(Exercise aim): Within the records below is a range that opens at the line with "filename simplefs/src/error.rs" and closes at the line with "exceeds the maximum". Return that range word for word, both ends included, and only that range.

(Exercise input):
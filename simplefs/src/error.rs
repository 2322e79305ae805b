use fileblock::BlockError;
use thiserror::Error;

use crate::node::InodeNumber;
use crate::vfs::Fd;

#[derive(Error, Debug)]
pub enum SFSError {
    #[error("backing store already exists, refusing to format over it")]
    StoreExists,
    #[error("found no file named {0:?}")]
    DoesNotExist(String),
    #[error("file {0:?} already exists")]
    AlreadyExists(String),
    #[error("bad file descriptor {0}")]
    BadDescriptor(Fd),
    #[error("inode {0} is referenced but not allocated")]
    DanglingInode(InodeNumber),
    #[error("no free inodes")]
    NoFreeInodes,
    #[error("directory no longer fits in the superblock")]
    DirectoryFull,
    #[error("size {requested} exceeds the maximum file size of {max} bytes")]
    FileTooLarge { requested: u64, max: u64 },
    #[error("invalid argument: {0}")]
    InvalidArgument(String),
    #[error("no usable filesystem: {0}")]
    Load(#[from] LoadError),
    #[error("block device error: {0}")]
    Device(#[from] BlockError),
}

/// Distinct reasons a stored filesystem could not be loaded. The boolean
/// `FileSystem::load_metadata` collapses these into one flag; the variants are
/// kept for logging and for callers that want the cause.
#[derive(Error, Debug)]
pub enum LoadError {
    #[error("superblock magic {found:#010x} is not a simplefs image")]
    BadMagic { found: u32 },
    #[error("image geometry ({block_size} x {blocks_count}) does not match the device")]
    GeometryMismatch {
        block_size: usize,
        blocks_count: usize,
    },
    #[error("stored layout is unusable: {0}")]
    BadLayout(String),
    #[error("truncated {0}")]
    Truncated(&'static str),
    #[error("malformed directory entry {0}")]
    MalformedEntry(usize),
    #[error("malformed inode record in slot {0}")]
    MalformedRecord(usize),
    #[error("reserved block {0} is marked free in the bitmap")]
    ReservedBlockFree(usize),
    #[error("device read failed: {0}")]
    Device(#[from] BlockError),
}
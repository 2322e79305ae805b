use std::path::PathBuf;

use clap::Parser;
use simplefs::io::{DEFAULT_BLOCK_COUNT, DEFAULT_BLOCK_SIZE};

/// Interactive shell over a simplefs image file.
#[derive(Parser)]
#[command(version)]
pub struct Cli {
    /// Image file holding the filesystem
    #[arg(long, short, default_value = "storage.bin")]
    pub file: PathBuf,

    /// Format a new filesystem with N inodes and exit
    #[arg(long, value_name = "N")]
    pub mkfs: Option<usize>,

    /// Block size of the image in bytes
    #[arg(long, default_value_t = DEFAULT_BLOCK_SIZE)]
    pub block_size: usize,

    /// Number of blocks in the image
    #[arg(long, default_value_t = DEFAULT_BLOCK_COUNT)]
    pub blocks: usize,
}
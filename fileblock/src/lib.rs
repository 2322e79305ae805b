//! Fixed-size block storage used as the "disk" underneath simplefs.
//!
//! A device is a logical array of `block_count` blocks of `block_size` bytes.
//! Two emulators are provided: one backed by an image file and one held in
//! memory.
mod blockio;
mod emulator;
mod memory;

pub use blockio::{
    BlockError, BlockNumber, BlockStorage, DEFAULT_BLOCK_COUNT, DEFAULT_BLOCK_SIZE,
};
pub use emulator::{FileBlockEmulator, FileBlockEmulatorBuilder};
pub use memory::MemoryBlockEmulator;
---
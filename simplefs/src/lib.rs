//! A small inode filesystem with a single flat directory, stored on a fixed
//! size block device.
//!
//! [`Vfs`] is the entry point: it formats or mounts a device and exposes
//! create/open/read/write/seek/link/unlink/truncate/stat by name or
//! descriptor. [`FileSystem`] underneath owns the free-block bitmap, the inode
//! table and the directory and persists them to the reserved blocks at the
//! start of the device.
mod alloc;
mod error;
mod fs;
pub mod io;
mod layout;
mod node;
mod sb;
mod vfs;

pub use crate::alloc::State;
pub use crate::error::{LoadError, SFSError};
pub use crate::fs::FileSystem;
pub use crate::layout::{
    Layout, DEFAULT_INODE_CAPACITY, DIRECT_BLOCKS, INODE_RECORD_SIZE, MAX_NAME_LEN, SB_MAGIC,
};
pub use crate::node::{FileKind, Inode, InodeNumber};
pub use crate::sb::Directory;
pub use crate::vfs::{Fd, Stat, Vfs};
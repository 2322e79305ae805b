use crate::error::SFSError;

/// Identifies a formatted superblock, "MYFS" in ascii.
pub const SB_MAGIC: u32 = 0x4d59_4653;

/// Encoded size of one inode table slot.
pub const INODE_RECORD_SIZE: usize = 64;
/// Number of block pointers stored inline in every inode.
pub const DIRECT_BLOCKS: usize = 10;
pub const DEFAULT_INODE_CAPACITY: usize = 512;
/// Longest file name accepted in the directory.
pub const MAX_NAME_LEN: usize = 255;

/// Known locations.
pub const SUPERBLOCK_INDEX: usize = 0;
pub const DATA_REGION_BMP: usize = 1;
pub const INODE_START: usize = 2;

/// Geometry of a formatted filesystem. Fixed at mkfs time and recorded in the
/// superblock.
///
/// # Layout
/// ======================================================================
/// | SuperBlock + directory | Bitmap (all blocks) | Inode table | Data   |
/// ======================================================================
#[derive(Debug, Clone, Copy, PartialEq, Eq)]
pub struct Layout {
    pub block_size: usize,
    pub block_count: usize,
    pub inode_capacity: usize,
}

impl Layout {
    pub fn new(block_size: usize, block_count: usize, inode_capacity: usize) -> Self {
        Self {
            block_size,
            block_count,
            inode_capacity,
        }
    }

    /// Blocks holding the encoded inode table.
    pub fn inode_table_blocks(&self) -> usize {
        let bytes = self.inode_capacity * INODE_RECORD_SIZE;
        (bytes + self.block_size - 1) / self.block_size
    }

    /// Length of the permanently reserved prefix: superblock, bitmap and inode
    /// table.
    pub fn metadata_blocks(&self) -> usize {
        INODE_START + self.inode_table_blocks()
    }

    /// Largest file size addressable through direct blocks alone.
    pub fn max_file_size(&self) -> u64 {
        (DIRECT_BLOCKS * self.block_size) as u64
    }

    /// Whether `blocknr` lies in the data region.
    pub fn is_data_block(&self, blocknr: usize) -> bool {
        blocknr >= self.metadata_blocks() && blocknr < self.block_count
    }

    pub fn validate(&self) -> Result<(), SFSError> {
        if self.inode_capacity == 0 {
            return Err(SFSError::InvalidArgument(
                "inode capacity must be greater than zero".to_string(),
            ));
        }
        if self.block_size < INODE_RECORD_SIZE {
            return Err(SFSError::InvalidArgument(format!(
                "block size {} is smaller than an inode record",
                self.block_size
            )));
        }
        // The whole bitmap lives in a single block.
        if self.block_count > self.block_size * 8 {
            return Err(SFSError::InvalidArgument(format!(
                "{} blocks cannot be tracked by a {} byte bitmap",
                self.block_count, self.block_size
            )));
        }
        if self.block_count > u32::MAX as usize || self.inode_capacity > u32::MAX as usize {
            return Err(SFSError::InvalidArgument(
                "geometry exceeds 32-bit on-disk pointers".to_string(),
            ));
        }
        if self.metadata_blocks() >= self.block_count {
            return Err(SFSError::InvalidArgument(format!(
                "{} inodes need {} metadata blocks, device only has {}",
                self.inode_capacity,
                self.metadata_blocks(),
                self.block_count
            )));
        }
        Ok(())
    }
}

(Exercise output):
filename simplefs/src/error.rs
repository 2322e79305ae805b
use fileblock::BlockError;
use thiserror::Error;

use crate::node::InodeNumber;
use crate::vfs::Fd;

#[derive(Error, Debug)]
pub enum SFSError {
    #[error("backing store already exists, refusing to format over it")]
    StoreExists,
    #[error("found no file named {0:?}")]
    DoesNotExist(String),
    #[error("file {0:?} already exists")]
    AlreadyExists(String),
    #[error("bad file descriptor {0}")]
    BadDescriptor(Fd),
    #[error("inode {0} is referenced but not allocated")]
    DanglingInode(InodeNumber),
    #[error("no free inodes")]
    NoFreeInodes,
    #[error("directory no longer fits in the superblock")]
    DirectoryFull,
    #[error("size {requested} exceeds the maximum file size of {max} bytes")]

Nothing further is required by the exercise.